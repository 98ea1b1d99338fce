use std::time::Duration;

use nr_pdcp::CryptoTokenManager;

#[test]
fn test_awaitable_sets_when_stopped_with_no_tokens() {
    let mngr = CryptoTokenManager::new();
    let flag = mngr.awaitable();
    assert!(!flag.is_set());
    mngr.stop();
    assert!(flag.is_set());
}

#[test]
fn test_awaitable_waits_for_outstanding_tokens() {
    let mngr = CryptoTokenManager::new();
    let flag = mngr.awaitable();

    let t1 = mngr.try_issue().unwrap();
    let t2 = mngr.try_issue().unwrap();
    mngr.stop();
    assert!(!flag.is_set());

    drop(t1);
    assert!(!flag.is_set());
    drop(t2);
    assert!(flag.is_set());
    assert!(flag.wait_timeout(Duration::from_millis(10)));
}

#[test]
fn test_no_tokens_issued_while_stopped() {
    let mngr = CryptoTokenManager::new();
    mngr.stop();
    assert!(mngr.try_issue().is_none());

    mngr.start();
    let flag = mngr.awaitable();
    assert!(!flag.is_set());
    assert!(mngr.try_issue().is_some());
}

#[test]
fn test_token_released_from_other_thread() {
    let mngr = CryptoTokenManager::new();
    let flag = mngr.awaitable();
    let token = mngr.try_issue().unwrap();
    mngr.stop();

    let handle = std::thread::spawn(move || {
        std::thread::sleep(Duration::from_millis(20));
        drop(token);
    });
    assert!(flag.wait_timeout(Duration::from_secs(2)));
    handle.join().unwrap();
}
════════════════════
EXERCISE DESCRIPTION
Where the string "unwrap" turns up in a line of the data above, copy that whole line.

ANSWER TO THE PROBLEM
    let t1 = mngr.try_issue().unwrap();
    let t2 = mngr.try_issue().unwrap();
    let token = mngr.try_issue().unwrap();
    handle.join().unwrap();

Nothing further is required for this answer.